Maximum Daily Opioid Doses Increase Mortality Risk

But opioid overdose death risk is not affected by regular or as-needed dosing schedule

TUESDAY, April 5 (HealthDay News) -- Patients prescribed higher daily opioid doses for pain are at increased risk of opioid overdose death, according to a study published in the April 6 issue of the Journal of the American Medical Association.

Amy S.B. Bohnert, Ph.D., from the University of Michigan Medical School in Ann Arbor, and colleagues examined whether maximum prescribed daily opioid doses and dosing schedule ("as needed," regular schedule, or both) were linked to the risk of opioid-related deaths in the United States Veterans Health Administration cohort, from 2004 to 2008. The opioid regimen was assessed in 750 decedents and a sample of 154,684 patients with cancer, chronic pain, acute pain, and substance use disorders.
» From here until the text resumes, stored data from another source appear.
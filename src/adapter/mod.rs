//! State lookup adapters.
//!
//! A [`StateAdapter`] knows how to ask one licensing board about a license.
//! The built-in adapter, [`ScrapingAdapter`], is driven entirely by the
//! state's [`StateConfig`](crate::states::StateConfig): it fills in the
//! lookup endpoint, fetches the page through a [`PageFetcher`] and reads the
//! result with the state's field patterns.
//!
//! ```text
//! LookupQuery ──> PageRequest ──> PageFetcher ──> FetchedPage
//!                                                     │
//!                             page_text ──> extract ──> classify ──> StatusReport
//! ```
//!
//! Two fetchers ship with the crate: [`HttpFetcher`] for plain HTTP and,
//! with the `browser` feature, `BrowserFetcher`, which renders pages in
//! headless Chromium and can also screenshot them.

#[cfg(feature = "browser")]
mod browser;
pub mod extract;
mod http;

#[cfg(feature = "browser")]
pub use browser::BrowserFetcher;
pub use http::HttpFetcher;

use crate::error::{Error, Result};
use crate::format::{check_format, FormatCheck};
use crate::result::{LicenseStatus, ResultSource};
use crate::states::{HttpMethod, LookupConfig, StateCode, StateEntry};
use async_trait::async_trait;
use chrono::{NaiveDate, Utc};
use std::sync::Arc;
use tracing::debug;

/// An outbound page request.
#[derive(Debug, Clone, PartialEq, Eq)]
pub struct PageRequest {
    /// Request method.
    pub method: HttpMethod,
    /// Fully substituted URL.
    pub url: String,
    /// Form fields (POST only).
    pub form: Vec<(String, String)>,
    /// Search to run on the page before reading it. Browser fetchers only.
    pub search: Option<SearchStep>,
}

/// Typing a value into a page's search form and submitting it.
#[derive(Debug, Clone, PartialEq, Eq)]
pub struct SearchStep {
    /// CSS selector of the input.
    pub input: String,
    /// Text to type.
    pub value: String,
    /// CSS selector of the submit button; Enter is pressed when `None`.
    pub submit: Option<String>,
}

/// A fetched page.
#[derive(Debug, Clone, PartialEq, Eq)]
pub struct FetchedPage {
    /// Final URL after redirects.
    pub url: String,
    /// HTTP status code.
    pub status: u16,
    /// Response body, or the rendered DOM for browser fetches.
    pub body: String,
    /// PNG screenshot of the rendered page, when the fetcher takes one.
    pub screenshot: Option<Vec<u8>>,
}

/// Fetches lookup pages.
#[async_trait]
pub trait PageFetcher: Send + Sync {
    /// Fetch a page.
    ///
    /// # Errors
    ///
    /// Returns [`Error::Network`] on transport failures and
    /// [`Error::HttpStatus`] for non-success responses.
    async fn fetch(&self, request: &PageRequest) -> Result<FetchedPage>;

    /// Whether pages are rendered with JavaScript before being returned.
    fn supports_javascript(&self) -> bool {
        false
    }
}

/// What to look up.
#[derive(Debug, Clone, Default, PartialEq, Eq)]
pub struct LookupQuery {
    /// Normalized license number.
    pub license_number: Option<String>,
    /// Business name.
    pub business_name: Option<String>,
}

impl LookupQuery {
    /// Short description of the query, used in logs and evidence file names.
    #[must_use]
    pub fn subject(&self) -> &str {
        self.license_number
            .as_deref()
            .or(self.business_name.as_deref())
            .unwrap_or("")
    }
}

/// A board's answer about one license.
#[derive(Debug, Clone, PartialEq)]
pub struct StatusReport {
    /// Classified status.
    pub status: LicenseStatus,
    /// Licensee name.
    pub licensee_name: Option<String>,
    /// Expiration date.
    pub expiration_date: Option<NaiveDate>,
    /// License type.
    pub license_type: Option<String>,
    /// Status text as shown.
    pub raw_status: Option<String>,
    /// `Live` when a page was read, `Manual` when no lookup was possible.
    pub source: ResultSource,
    /// Page the answer came from, or the manual verification page.
    pub source_url: String,
    /// The fetched page, kept for evidence capture.
    pub page: Option<FetchedPage>,
    /// Explanation for manual or inconclusive reports.
    pub message: Option<String>,
}

impl StatusReport {
    /// A report asking the caller to check the board's site by hand.
    #[must_use]
    pub fn manual(verification_url: &str, message: impl Into<String>) -> Self {
        Self {
            status: LicenseStatus::Unknown,
            licensee_name: None,
            expiration_date: None,
            license_type: None,
            raw_status: None,
            source: ResultSource::Manual,
            source_url: verification_url.to_string(),
            page: None,
            message: Some(message.into()),
        }
    }
}

/// Per-state verification capability.
#[async_trait]
pub trait StateAdapter: Send + Sync {
    /// State served by this adapter.
    fn state(&self) -> StateCode;

    /// Check a license number against the state's format.
    fn check_format(&self, license_number: &str) -> FormatCheck;

    /// Whether a license number may be looked up. States without a known
    /// pattern accept anything.
    fn validate_format(&self, license_number: &str) -> bool {
        self.check_format(license_number).is_acceptable()
    }

    /// Whether `query` results in a request to the board. Only automated
    /// lookups are rate limited and retried.
    fn is_automated(&self, _query: &LookupQuery) -> bool {
        true
    }

    /// Ask the board about a license.
    ///
    /// # Errors
    ///
    /// Returns an error if the lookup cannot be built or the page cannot be
    /// fetched.
    async fn fetch_status(&self, query: &LookupQuery) -> Result<StatusReport>;
}

/// Generic adapter reading a board's public lookup page.
pub struct ScrapingAdapter {
    entry: Arc<StateEntry>,
    fetcher: Arc<dyn PageFetcher>,
}

impl ScrapingAdapter {
    /// Create an adapter for `entry` fetching through `fetcher`.
    #[must_use]
    pub fn new(entry: Arc<StateEntry>, fetcher: Arc<dyn PageFetcher>) -> Self {
        Self { entry, fetcher }
    }

    /// Pick the endpoint for a query: license lookup first, then name lookup.
    fn endpoint(&self, query: &LookupQuery) -> Option<&LookupConfig> {
        let config = &self.entry.config;
        let by_license = query
            .license_number
            .as_ref()
            .and(config.lookup.as_ref());
        let by_name = query
            .business_name
            .as_ref()
            .and(config.name_lookup.as_ref());
        by_license.or(by_name)
    }

    /// Search form step for JavaScript-only states, when the fetcher can
    /// drive a browser. Name searches need a configured name input.
    fn search_step(&self, query: &LookupQuery) -> Option<SearchStep> {
        let config = &self.entry.config;
        if !config.requires_javascript || !self.fetcher.supports_javascript() {
            return None;
        }
        let form = &config.search_form;
        let (input, value) = match (&query.license_number, &query.business_name) {
            (Some(license), _) => (form.license_input.clone(), license.clone()),
            (None, Some(name)) => (form.name_input.clone()?, name.trim().to_string()),
            (None, None) => return None,
        };
        Some(SearchStep {
            input,
            value,
            submit: form.submit.clone(),
        })
    }

    /// Build the page request for a query, or `None` if the state cannot be
    /// looked up automatically.
    ///
    /// A configured endpoint is used when there is one. Otherwise a
    /// JavaScript-only state is searched through its verification page.
    ///
    /// # Errors
    ///
    /// Returns [`Error::Config`] if the substituted URL is not valid.
    pub fn build_request(&self, query: &LookupQuery) -> Result<Option<PageRequest>> {
        let Some(endpoint) = self.endpoint(query) else {
            return Ok(self.search_step(query).map(|search| PageRequest {
                method: HttpMethod::Get,
                url: self.entry.config.verification_url.clone(),
                form: Vec::new(),
                search: Some(search),
            }));
        };

        let license = query.license_number.as_deref().unwrap_or("");
        let name = query.business_name.as_deref().map_or("", str::trim);

        let url = fill_template(&endpoint.url, license, name, true);
        url::Url::parse(&url).map_err(|e| {
            Error::Config(format!("{} lookup URL '{url}' is invalid: {e}", self.state()))
        })?;

        let form = match endpoint.method {
            HttpMethod::Get => Vec::new(),
            HttpMethod::Post => endpoint
                .form
                .iter()
                .map(|(k, v)| (k.clone(), fill_template(v, license, name, false)))
                .collect(),
        };

        Ok(Some(PageRequest {
            method: endpoint.method,
            url,
            form,
            search: None,
        }))
    }

    fn read_page(&self, page: FetchedPage) -> StatusReport {
        let text = extract::page_text(&page.body);
        let record = extract::extract(&text, &self.entry.fields);
        let status = extract::classify(&record, Utc::now().date_naive());
        debug!(
            "{} page read: status={:?} raw={:?}",
            self.state(),
            status,
            record.status_text
        );

        let listed_active = record
            .status_text
            .as_deref()
            .is_some_and(|s| extract::classify_status_text(s) == LicenseStatus::Active);
        let message = match status {
            LicenseStatus::Unknown => {
                Some("Status could not be read from the board's page".to_string())
            }
            LicenseStatus::Expired if listed_active => {
                Some("Listed as active but the expiration date has passed".to_string())
            }
            _ => None,
        };

        StatusReport {
            status,
            licensee_name: record.licensee_name,
            expiration_date: record.expiration_date,
            license_type: record.license_type,
            raw_status: record.status_text,
            source: ResultSource::Live,
            source_url: page.url.clone(),
            page: Some(page),
            message,
        }
    }
}

#[async_trait]
impl StateAdapter for ScrapingAdapter {
    fn state(&self) -> StateCode {
        self.entry.code()
    }

    fn check_format(&self, license_number: &str) -> FormatCheck {
        check_format(&self.entry, license_number)
    }

    fn is_automated(&self, query: &LookupQuery) -> bool {
        let js_ok = !self.entry.config.requires_javascript || self.fetcher.supports_javascript();
        js_ok && (self.endpoint(query).is_some() || self.search_step(query).is_some())
    }

    async fn fetch_status(&self, query: &LookupQuery) -> Result<StatusReport> {
        let config = &self.entry.config;

        if config.requires_javascript && !self.fetcher.supports_javascript() {
            return Ok(StatusReport::manual(
                &config.verification_url,
                format!(
                    "{} ({}) requires a JavaScript-capable browser; verify manually",
                    config.agency, config.code
                ),
            ));
        }

        let Some(request) = self.build_request(query)? else {
            return Ok(StatusReport::manual(
                &config.verification_url,
                format!(
                    "{} has no automated lookup for this query; verify manually",
                    config.code
                ),
            ));
        };

        debug!(
            "Fetching {} {:?} {} (search={})",
            config.code,
            request.method,
            request.url,
            request.search.is_some()
        );
        let page = self.fetcher.fetch(&request).await?;
        Ok(self.read_page(page))
    }
}

/// Substitute `{license}` and `{name}` in a template.
fn fill_template(template: &str, license: &str, name: &str, encode: bool) -> String {
    let encoded = |value: &str| {
        if encode {
            url::form_urlencoded::byte_serialize(value.as_bytes()).collect::<String>()
        } else {
            value.to_string()
        }
    };
    template
        .replace("{license}", &encoded(license))
        .replace("{name}", &encoded(name))
}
The investigators found that 0.04 percent of the patients treated with opioids had fatal overdoses. There was a direct relationship between the risk of overdose death and maximum prescribed daily opioid doses. Compared to daily opioid doses of 1 mg to less than 20 mg, daily doses of 100 mg or more were associated with increased risk of opioid overdose death in patients with substance use disorders (adjusted hazard ratio [HR], 4.54; absolute risk difference approximation [ARDA], 0.14 percent), chronic pain (adjusted HR, 7.18; ARDA, 0.25 percent), acute pain (adjusted HR, 6.64; ARDA, 0.23 percent), and cancer (adjusted HR, 11.99; ARDA, 0.45 percent). There was no association between as-needed and regularly scheduled doses and adjusted overdose risk.

"The present study found large HRs in the association of maximum daily dose with risk of death by opioid overdose," the authors write.

One of the study authors disclosed a financial relationship with Purdue Pharma.